* _Data for processing_:
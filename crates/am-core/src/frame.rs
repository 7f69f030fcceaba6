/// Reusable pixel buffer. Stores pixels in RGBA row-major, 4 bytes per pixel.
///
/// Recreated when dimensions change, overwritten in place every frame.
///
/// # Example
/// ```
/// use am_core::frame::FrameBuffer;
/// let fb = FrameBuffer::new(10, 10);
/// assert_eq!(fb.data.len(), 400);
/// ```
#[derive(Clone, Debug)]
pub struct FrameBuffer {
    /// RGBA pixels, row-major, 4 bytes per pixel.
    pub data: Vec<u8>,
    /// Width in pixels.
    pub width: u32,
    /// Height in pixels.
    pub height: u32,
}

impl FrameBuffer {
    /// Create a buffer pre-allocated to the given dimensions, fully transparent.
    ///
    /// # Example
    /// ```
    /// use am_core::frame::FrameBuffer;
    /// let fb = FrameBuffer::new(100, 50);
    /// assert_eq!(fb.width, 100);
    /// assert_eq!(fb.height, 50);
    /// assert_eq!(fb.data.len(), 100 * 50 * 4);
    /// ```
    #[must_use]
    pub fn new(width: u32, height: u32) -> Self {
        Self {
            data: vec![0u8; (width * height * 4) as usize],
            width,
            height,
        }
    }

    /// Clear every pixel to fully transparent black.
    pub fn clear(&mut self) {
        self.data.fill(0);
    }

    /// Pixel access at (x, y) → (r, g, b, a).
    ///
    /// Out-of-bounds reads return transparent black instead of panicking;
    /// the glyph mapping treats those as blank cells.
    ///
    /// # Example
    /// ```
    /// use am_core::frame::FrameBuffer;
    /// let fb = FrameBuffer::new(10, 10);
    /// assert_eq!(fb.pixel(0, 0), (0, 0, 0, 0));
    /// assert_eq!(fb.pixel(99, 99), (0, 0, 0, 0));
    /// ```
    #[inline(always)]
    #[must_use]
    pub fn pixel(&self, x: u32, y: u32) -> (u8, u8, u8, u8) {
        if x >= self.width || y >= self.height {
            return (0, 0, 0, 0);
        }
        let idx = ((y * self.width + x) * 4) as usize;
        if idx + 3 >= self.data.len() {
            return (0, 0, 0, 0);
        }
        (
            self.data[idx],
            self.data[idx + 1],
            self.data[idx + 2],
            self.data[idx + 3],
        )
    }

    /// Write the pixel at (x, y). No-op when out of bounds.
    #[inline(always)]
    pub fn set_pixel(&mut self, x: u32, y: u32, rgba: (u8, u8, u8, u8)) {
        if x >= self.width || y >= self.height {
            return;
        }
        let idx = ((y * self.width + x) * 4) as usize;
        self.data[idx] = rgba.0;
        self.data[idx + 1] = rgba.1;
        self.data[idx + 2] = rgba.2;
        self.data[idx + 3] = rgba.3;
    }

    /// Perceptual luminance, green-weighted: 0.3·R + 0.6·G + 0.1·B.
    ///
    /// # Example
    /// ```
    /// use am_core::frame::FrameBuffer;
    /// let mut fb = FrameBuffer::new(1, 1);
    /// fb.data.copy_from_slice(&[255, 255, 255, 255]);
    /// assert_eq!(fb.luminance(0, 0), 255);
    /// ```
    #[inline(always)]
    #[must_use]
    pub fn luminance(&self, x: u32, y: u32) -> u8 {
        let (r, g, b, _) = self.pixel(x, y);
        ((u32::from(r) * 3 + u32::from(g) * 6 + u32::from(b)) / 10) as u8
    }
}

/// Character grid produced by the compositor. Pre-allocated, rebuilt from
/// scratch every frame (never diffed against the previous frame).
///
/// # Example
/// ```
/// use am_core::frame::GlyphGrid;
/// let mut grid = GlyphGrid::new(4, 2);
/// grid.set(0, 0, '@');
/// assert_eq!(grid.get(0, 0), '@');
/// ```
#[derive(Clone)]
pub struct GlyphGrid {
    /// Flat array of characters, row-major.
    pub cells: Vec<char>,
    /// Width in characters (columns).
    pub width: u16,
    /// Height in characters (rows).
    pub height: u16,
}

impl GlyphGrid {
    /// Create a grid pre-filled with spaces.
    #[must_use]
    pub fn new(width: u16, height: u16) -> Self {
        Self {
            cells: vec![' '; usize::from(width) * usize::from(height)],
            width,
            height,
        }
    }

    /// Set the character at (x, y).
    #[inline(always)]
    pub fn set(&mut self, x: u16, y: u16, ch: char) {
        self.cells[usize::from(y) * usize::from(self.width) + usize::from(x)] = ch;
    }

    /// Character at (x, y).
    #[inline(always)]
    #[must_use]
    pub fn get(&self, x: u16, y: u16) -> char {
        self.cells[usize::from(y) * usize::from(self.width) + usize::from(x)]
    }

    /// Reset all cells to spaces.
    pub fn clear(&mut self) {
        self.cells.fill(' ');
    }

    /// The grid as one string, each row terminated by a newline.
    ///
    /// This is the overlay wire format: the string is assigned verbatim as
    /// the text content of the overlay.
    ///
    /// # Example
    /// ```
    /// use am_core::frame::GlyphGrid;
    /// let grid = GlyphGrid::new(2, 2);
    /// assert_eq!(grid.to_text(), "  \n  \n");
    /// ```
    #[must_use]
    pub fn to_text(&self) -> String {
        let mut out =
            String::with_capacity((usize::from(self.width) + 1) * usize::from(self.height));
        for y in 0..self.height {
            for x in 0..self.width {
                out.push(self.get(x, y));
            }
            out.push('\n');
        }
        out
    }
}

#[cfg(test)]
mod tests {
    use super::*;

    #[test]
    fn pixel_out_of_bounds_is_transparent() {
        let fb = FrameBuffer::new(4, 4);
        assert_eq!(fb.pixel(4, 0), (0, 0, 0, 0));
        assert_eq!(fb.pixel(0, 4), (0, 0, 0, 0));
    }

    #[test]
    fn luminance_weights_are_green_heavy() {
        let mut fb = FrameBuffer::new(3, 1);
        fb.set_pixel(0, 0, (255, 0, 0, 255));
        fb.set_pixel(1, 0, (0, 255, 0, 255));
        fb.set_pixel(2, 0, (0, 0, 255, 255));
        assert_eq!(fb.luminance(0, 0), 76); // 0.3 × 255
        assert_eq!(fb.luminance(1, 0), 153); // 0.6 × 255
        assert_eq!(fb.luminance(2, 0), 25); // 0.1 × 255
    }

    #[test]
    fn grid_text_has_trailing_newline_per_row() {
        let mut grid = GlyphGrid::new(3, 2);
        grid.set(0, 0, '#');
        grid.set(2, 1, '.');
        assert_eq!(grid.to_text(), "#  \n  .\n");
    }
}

* _Task details_: Please take the whole listing and write it out exactly.

* _Task response_:
filename crates/am-core/src/frame.rs
repository 7f69f030fcceaba6
/// Reusable pixel buffer. Stores pixels in RGBA row-major, 4 bytes per pixel.
///
/// Recreated when dimensions change, overwritten in place every frame.
///
/// # Example
/// ```
/// use am_core::frame::FrameBuffer;
/// let fb = FrameBuffer::new(10, 10);
/// assert_eq!(fb.data.len(), 400);
/// ```
#[derive(Clone, Debug)]
pub struct FrameBuffer {
    /// RGBA pixels, row-major, 4 bytes per pixel.
    pub data: Vec<u8>,
    /// Width in pixels.
    pub width: u32,
    /// Height in pixels.
    pub height: u32,
}

impl FrameBuffer {
    /// Create a buffer pre-allocated to the given dimensions, fully transparent.
    ///
    /// # Example
    /// ```
    /// use am_core::frame::FrameBuffer;
    /// let fb = FrameBuffer::new(100, 50);
    /// assert_eq!(fb.width, 100);
    /// assert_eq!(fb.height, 50);
    /// assert_eq!(fb.data.len(), 100 * 50 * 4);
    /// ```
    #[must_use]
    pub fn new(width: u32, height: u32) -> Self {
        Self {
            data: vec![0u8; (width * height * 4) as usize],
            width,
            height,
        }
    }

    /// Clear every pixel to fully transparent black.
    pub fn clear(&mut self) {
        self.data.fill(0);
    }

    /// Pixel access at (x, y) → (r, g, b, a).
    ///
    /// Out-of-bounds reads return transparent black instead of panicking;
    /// the glyph mapping treats those as blank cells.
    ///
    /// # Example
    /// ```
    /// use am_core::frame::FrameBuffer;
    /// let fb = FrameBuffer::new(10, 10);
    /// assert_eq!(fb.pixel(0, 0), (0, 0, 0, 0));
    /// assert_eq!(fb.pixel(99, 99), (0, 0, 0, 0));
    /// ```
    #[inline(always)]
    #[must_use]
    pub fn pixel(&self, x: u32, y: u32) -> (u8, u8, u8, u8) {
        if x >= self.width || y >= self.height {
            return (0, 0, 0, 0);
        }
        let idx = ((y * self.width + x) * 4) as usize;
        if idx + 3 >= self.data.len() {
            return (0, 0, 0, 0);
        }
        (
            self.data[idx],
            self.data[idx + 1],
            self.data[idx + 2],
            self.data[idx + 3],
        )
    }

    /// Write the pixel at (x, y). No-op when out of bounds.
    #[inline(always)]
    pub fn set_pixel(&mut self, x: u32, y: u32, rgba: (u8, u8, u8, u8)) {
        if x >= self.width || y >= self.height {
            return;
        }
        let idx = ((y * self.width + x) * 4) as usize;
        self.data[idx] = rgba.0;
        self.data[idx + 1] = rgba.1;
        self.data[idx + 2] = rgba.2;
        self.data[idx + 3] = rgba.3;
    }

    /// Perceptual luminance, green-weighted: 0.3·R + 0.6·G + 0.1·B.
    ///
    /// # Example
    /// ```
    /// use am_core::frame::FrameBuffer;
    /// let mut fb = FrameBuffer::new(1, 1);
    /// fb.data.copy_from_slice(&[255, 255, 255, 255]);
    /// assert_eq!(fb.luminance(0, 0), 255);
    /// ```
    #[inline(always)]
    #[must_use]
    pub fn luminance(&self, x: u32, y: u32) -> u8 {
        let (r, g, b, _) = self.pixel(x, y);
        ((u32::from(r) * 3 + u32::from(g) * 6 + u32::from(b)) / 10) as u8
    }
}

/// Character grid produced by the compositor. Pre-allocated, rebuilt from
/// scratch every frame (never diffed against the previous frame).
///
/// # Example
/// ```
/// use am_core::frame::GlyphGrid;
/// let mut grid = GlyphGrid::new(4, 2);
/// grid.set(0, 0, '@');
/// assert_eq!(grid.get(0, 0), '@');
/// ```
#[derive(Clone)]
pub struct GlyphGrid {
    /// Flat array of characters, row-major.
    pub cells: Vec<char>,
    /// Width in characters (columns).
    pub width: u16,
    /// Height in characters (rows).
    pub height: u16,
}

impl GlyphGrid {
    /// Create a grid pre-filled with spaces.
    #[must_use]
    pub fn new(width: u16, height: u16) -> Self {
        Self {
            cells: vec![' '; usize::from(width) * usize::from(height)],
            width,
            height,
        }
    }

    /// Set the character at (x, y).
    #[inline(always)]
    pub fn set(&mut self, x: u16, y: u16, ch: char) {
        self.cells[usize::from(y) * usize::from(self.width) + usize::from(x)] = ch;
    }

    /// Character at (x, y).
    #[inline(always)]
    #[must_use]
    pub fn get(&self, x: u16, y: u16) -> char {
        self.cells[usize::from(y) * usize::from(self.width) + usize::from(x)]
    }

    /// Reset all cells to spaces.
    pub fn clear(&mut self) {
        self.cells.fill(' ');
    }

    /// The grid as one string, each row terminated by a newline.
    ///
    /// This is the overlay wire format: the string is assigned verbatim as
    /// the text content of the overlay.
    ///
    /// # Example
    /// ```
    /// use am_core::frame::GlyphGrid;
    /// let grid = GlyphGrid::new(2, 2);
    /// assert_eq!(grid.to_text(), "  \n  \n");
    /// ```
    #[must_use]
    pub fn to_text(&self) -> String {
        let mut out =
            String::with_capacity((usize::from(self.width) + 1) * usize::from(self.height));
        for y in 0..self.height {
            for x in 0..self.width {
                out.push(self.get(x, y));
            }
            out.push('\n');
        }
        out
    }
}

#[cfg(test)]
mod tests {
    use super::*;

    #[test]
    fn pixel_out_of_bounds_is_transparent() {
        let fb = FrameBuffer::new(4, 4);
        assert_eq!(fb.pixel(4, 0), (0, 0, 0, 0));
        assert_eq!(fb.pixel(0, 4), (0, 0, 0, 0));
    }

    #[test]
    fn luminance_weights_are_green_heavy() {
        let mut fb = FrameBuffer::new(3, 1);
        fb.set_pixel(0, 0, (255, 0, 0, 255));
        fb.set_pixel(1, 0, (0, 255, 0, 255));
        fb.set_pixel(2, 0, (0, 0, 255, 255));
        assert_eq!(fb.luminance(0, 0), 76); // 0.3 × 255
        assert_eq!(fb.luminance(1, 0), 153); // 0.6 × 255
        assert_eq!(fb.luminance(2, 0), 25); // 0.1 × 255
    }

    #[test]
    fn grid_text_has_trailing_newline_per_row() {
        let mut grid = GlyphGrid::new(3, 2);
        grid.set(0, 0, '#');
        grid.set(2, 1, '.');
        assert_eq!(grid.to_text(), "#  \n  .\n");
    }
}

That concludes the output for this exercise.